Zutphen on the River IJssel: a treasured town where canals and streets have been arranged like concentric circles and spokes around ’s Gravenhof since the 11th century. And where the city government has been seated for just as long at the foot of the mighty Gothic St. Walburgis Church.

At the turn of the 21st century, the municipal offices were spread out over the town in various listed but antiquated buildings that were far too cramped and inappropriate for the desired contact with the public. After a long, drawn-out impasse, it seemed impossible to realize the necessary 9000m² cherished city centre. Instead of submitting a scale model, RAU pursued the ‘architecture as conversation’ design strategy.

The new town hall located between Lange Hofstraat and Gravinnenhofstet definitely fits in with the medieval town structure in terms of shape, but it has the appearance of an ultra-modern administrative centre – a building that carries the past respectfully within itself but also intended to function ‘as new’ in the future. The result is light, bright and accessible as well as effective and energy-efficient piece of architecture with a look all its own.

As a medieval city, Zutphen emerged as a system of concentric canals intersected by the spokes of narrow streets all converging on the market and centrally located church.

The arc of Hofgracht (a filled-in canal) and the radial of a passageway formed a cross shape on which the footprint of the town hall was based. The three short arms provide access to and from the outer world for administrators, civil servants and deliveries. The public enters from the long arm extending toward the historic city centre.

The shape and rhythm of the newly constructed three-storey walls rising from the foundations of the old town are compatible with the old facades. A glass roof spans the inner area. Here, the fourth above-ground storey accommodating administrative areas, which is recessed and invisible from the street, descends in the shape of a cross. This cross is supported by four pylons slanting toward the entrances, thus spanning the soft soil of the former canal.

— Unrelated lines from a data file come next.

// Copyright (C) 2026 The Hemolink Authors
// Use of this source code is governed by an MIT-style
// license that can be found in the LICENSE file or at
// https://opensource.org/licenses/MIT.

use crate::blood_type::BloodType;
use crate::error::DomainError;
use crate::status::{DonationStatus, RequestStatus};
use serde::{Deserialize, Serialize};
use std::str::FromStr;
use time::{Date, OffsetDateTime};

/// Opaque identity supplied by the identity provider.
#[derive(Debug, Clone, PartialEq, Eq, PartialOrd, Ord, Hash, Serialize, Deserialize)]
#[serde(transparent)]
pub struct UserId(String);

impl UserId {
    /// Creates a user identity, trimming surrounding whitespace.
    ///
    /// # Errors
    ///
    /// Returns `DomainError::InvalidUserId` if the identity is empty.
    pub fn new(value: &str) -> Result<Self, DomainError> {
        let trimmed: &str = value.trim();
        if trimmed.is_empty() {
            return Err(DomainError::InvalidUserId(String::from(
                "User id cannot be empty",
            )));
        }
        Ok(Self(trimmed.to_string()))
    }

    /// Returns the identity as a string slice.
    #[must_use]
    pub fn as_str(&self) -> &str {
        &self.0
    }
}

impl std::fmt::Display for UserId {
    fn fmt(&self, f: &mut std::fmt::Formatter<'_>) -> std::fmt::Result {
        write!(f, "{}", self.0)
    }
}

/// Store-assigned identifier of a blood request.
#[derive(Debug, Clone, Copy, PartialEq, Eq, PartialOrd, Ord, Hash, Serialize, Deserialize)]
#[serde(transparent)]
pub struct RequestId(i64);

impl RequestId {
    /// Wraps a raw store identifier.
    #[must_use]
    pub const fn new(value: i64) -> Self {
        Self(value)
    }

    /// Returns the raw store identifier.
    #[must_use]
    pub const fn value(&self) -> i64 {
        self.0
    }
}

impl std::fmt::Display for RequestId {
    fn fmt(&self, f: &mut std::fmt::Formatter<'_>) -> std::fmt::Result {
        write!(f, "{}", self.0)
    }
}

/// Store-assigned identifier of a donation record.
#[derive(Debug, Clone, Copy, PartialEq, Eq, PartialOrd, Ord, Hash, Serialize, Deserialize)]
#[serde(transparent)]
pub struct DonationId(i64);

impl DonationId {
    /// Wraps a raw store identifier.
    #[must_use]
    pub const fn new(value: i64) -> Self {
        Self(value)
    }

    /// Returns the raw store identifier.
    #[must_use]
    pub const fn value(&self) -> i64 {
        self.0
    }
}

impl std::fmt::Display for DonationId {
    fn fmt(&self, f: &mut std::fmt::Formatter<'_>) -> std::fmt::Result {
        write!(f, "{}", self.0)
    }
}

/// The part a user plays in the system.
#[derive(Debug, Clone, Copy, PartialEq, Eq, Hash, Serialize, Deserialize)]
#[serde(rename_all = "snake_case")]
pub enum Role {
    /// Gives blood.
    Donor,
    /// Requests blood.
    Recipient,
}

impl Role {
    /// Returns the string representation used for persistence and the API.
    #[must_use]
    pub const fn as_str(&self) -> &'static str {
        match self {
            Self::Donor => "donor",
            Self::Recipient => "recipient",
        }
    }
}

impl FromStr for Role {
    type Err = DomainError;

    fn from_str(s: &str) -> Result<Self, Self::Err> {
        match s.to_lowercase().as_str() {
            "donor" => Ok(Self::Donor),
            "recipient" => Ok(Self::Recipient),
            _ => Err(DomainError::InvalidRole(s.to_string())),
        }
    }
}

impl std::fmt::Display for Role {
    fn fmt(&self, f: &mut std::fmt::Formatter<'_>) -> std::fmt::Result {
        write!(f, "{}", self.as_str())
    }
}

/// How pressing a request is. Informational only; never affects matching.
#[derive(Debug, Clone, Copy, PartialEq, Eq, PartialOrd, Ord, Hash, Serialize, Deserialize)]
#[serde(rename_all = "snake_case")]
pub enum Urgency {
    /// Low priority.
    Low,
    /// Medium priority.
    Medium,
    /// High priority.
    High,
    /// Critical priority.
    Critical,
}

impl Urgency {
    /// Returns the string representation used for persistence and the API.
    #[must_use]
    pub const fn as_str(&self) -> &'static str {
        match self {
            Self::Low => "low",
            Self::Medium => "medium",
            Self::High => "high",
            Self::Critical => "critical",
        }
    }
}

impl FromStr for Urgency {
    type Err = DomainError;

    fn from_str(s: &str) -> Result<Self, Self::Err> {
        match s.to_lowercase().as_str() {
            "low" => Ok(Self::Low),
            "medium" => Ok(Self::Medium),
            "high" => Ok(Self::High),
            "critical" => Ok(Self::Critical),
            _ => Err(DomainError::InvalidUrgency(s.to_string())),
        }
    }
}

impl std::fmt::Display for Urgency {
    fn fmt(&self, f: &mut std::fmt::Formatter<'_>) -> std::fmt::Result {
        write!(f, "{}", self.as_str())
    }
}

/// A user profile as owned by the identity subsystem.
///
/// `blood_type` is `None` when the stored value is absent or unrecognised.
/// Such profiles never match a compatibility query.
#[derive(Debug, Clone, PartialEq, Eq)]
pub struct UserProfile {
    /// The user's identity.
    pub user_id: UserId,
    /// Name shown to other users.
    pub display_name: String,
    /// Donor or recipient.
    pub role: Role,
    /// The user's blood type, if known.
    pub blood_type: Option<BloodType>,
    /// Whether a donor is currently available to give.
    pub is_available: bool,
    /// Number of donations offered so far. Never decreases.
    pub total_donations: u32,
    /// When the donor last offered a donation.
    pub last_donation_date: Option<OffsetDateTime>,
    /// College or organisation the user belongs to.
    pub affiliation: Option<String>,
    /// Contact phone number.
    pub phone_number: Option<String>,
    /// Contact email address.
    pub email: Option<String>,
}

impl UserProfile {
    /// Creates a profile with no donation history and no contact details.
    #[must_use]
    pub const fn new(
        user_id: UserId,
        display_name: String,
        role: Role,
        blood_type: Option<BloodType>,
        is_available: bool,
    ) -> Self {
        Self {
            user_id,
            display_name,
            role,
            blood_type,
            is_available,
            total_donations: 0,
            last_donation_date: None,
            affiliation: None,
            phone_number: None,
            email: None,
        }
    }

    /// Returns whether this profile is an available donor of one of `types`.
    #[must_use]
    pub fn is_eligible_donor_for(&self, types: &std::collections::BTreeSet<BloodType>) -> bool {
        self.role == Role::Donor
            && self.is_available
            && self.blood_type.is_some_and(|bt| types.contains(&bt))
    }
}

/// A persisted blood request.
#[derive(Debug, Clone, PartialEq, Eq)]
pub struct BloodRequest {
    /// Store-assigned identifier.
    pub request_id: RequestId,
    /// The recipient who raised the request. Weak reference.
    pub recipient_id: UserId,
    /// Requested blood type.
    pub blood_type: BloodType,
    /// Units still needed.
    pub quantity: u32,
    /// How pressing the request is.
    pub urgency: Urgency,
    /// Current lifecycle state.
    pub status: RequestStatus,
    /// Donors that have offered, in offer order, without repeats.
    pub matched_donors: Vec<UserId>,
    /// Free-text reason supplied by the recipient.
    pub reason: Option<String>,
    /// Date by which the blood is needed.
    pub required_date: Date,
    /// Store revision used for compare-and-update. Bumped on every write.
    pub revision: i64,
    /// Creation time.
    pub created_at: OffsetDateTime,
    /// Last modification time.
    pub updated_at: OffsetDateTime,
}

/// Data needed to create a blood request.
#[derive(Debug, Clone, PartialEq, Eq)]
pub struct NewBloodRequest {
    /// The recipient raising the request.
    pub recipient_id: UserId,
    /// Requested blood type.
    pub blood_type: BloodType,
    /// Units needed. Must be positive.
    pub quantity: u32,
    /// How pressing the request is.
    pub urgency: Urgency,
    /// Free-text reason.
    pub reason: Option<String>,
    /// Date by which the blood is needed.
    pub required_date: Date,
}

/// An append-only record of one donation offer.
#[derive(Debug, Clone, PartialEq, Eq)]
pub struct DonationRecord {
    /// Store-assigned identifier.
    pub donation_id: DonationId,
    /// The donor who offered.
    pub donor_id: UserId,
    /// The request offered against. Weak reference.
    pub request_id: RequestId,
    /// Units offered. Always positive.
    pub units: u32,
    /// The donor's blood type at the time of the offer, resolved server-side.
    pub blood_type: Option<BloodType>,
    /// Current lifecycle state. The only mutable field.
    pub status: DonationStatus,
    /// When the offer was made.
    pub offered_at: OffsetDateTime,
    /// Creation time.
    pub created_at: OffsetDateTime,
    /// Last modification time.
    pub updated_at: OffsetDateTime,
}

/// Data needed to append a donation record.
#[derive(Debug, Clone, PartialEq, Eq)]
pub struct NewDonation {
    /// The donor who offered.
    pub donor_id: UserId,
    /// The request offered against.
    pub request_id: RequestId,
    /// Units offered.
    pub units: u32,
    /// The donor's resolved blood type, if known.
    pub blood_type: Option<BloodType>,
    /// When the offer was made.
    pub offered_at: OffsetDateTime,
}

Some of the windows follow the same horizontal and slightly outwardly slanting planes of the slightly undulating surface of the façade, thus reflecting precisely how the façade as a whole is observed. Other windows, however, follow their own course by projecting from the façade like bay windows. They provide the rooms with indirect work lighting entering from above. Their alternating depth results in kind of optical illusion: a façade that requires an effort to understand what is actually being observed.

The newly constructed, white stucco-clad walls undulate between the historic buildings, thus echoing the highly reflective facades on IJsselkade and the plaster details elsewhere in the city. The three side entrances are set into horizontally curved facades clad in pre-patinated copper similar to time-patinated church roofs. The main entrance repeats these three reliable shields (civil servants, administrators and deliveries) to welcome the public beneath their shelter.

The monument on the newly formed Gravinnenhofsteeg appears to be made of individually constructed, 19th-century front and rear facades suspended above the loose soil of the former Hofgracht. With these building blocks, the other buildings on Lange Hofstraat could be restored to serve as modern office space. The glass roof covering the central corridor reveals the rear facades in full sun.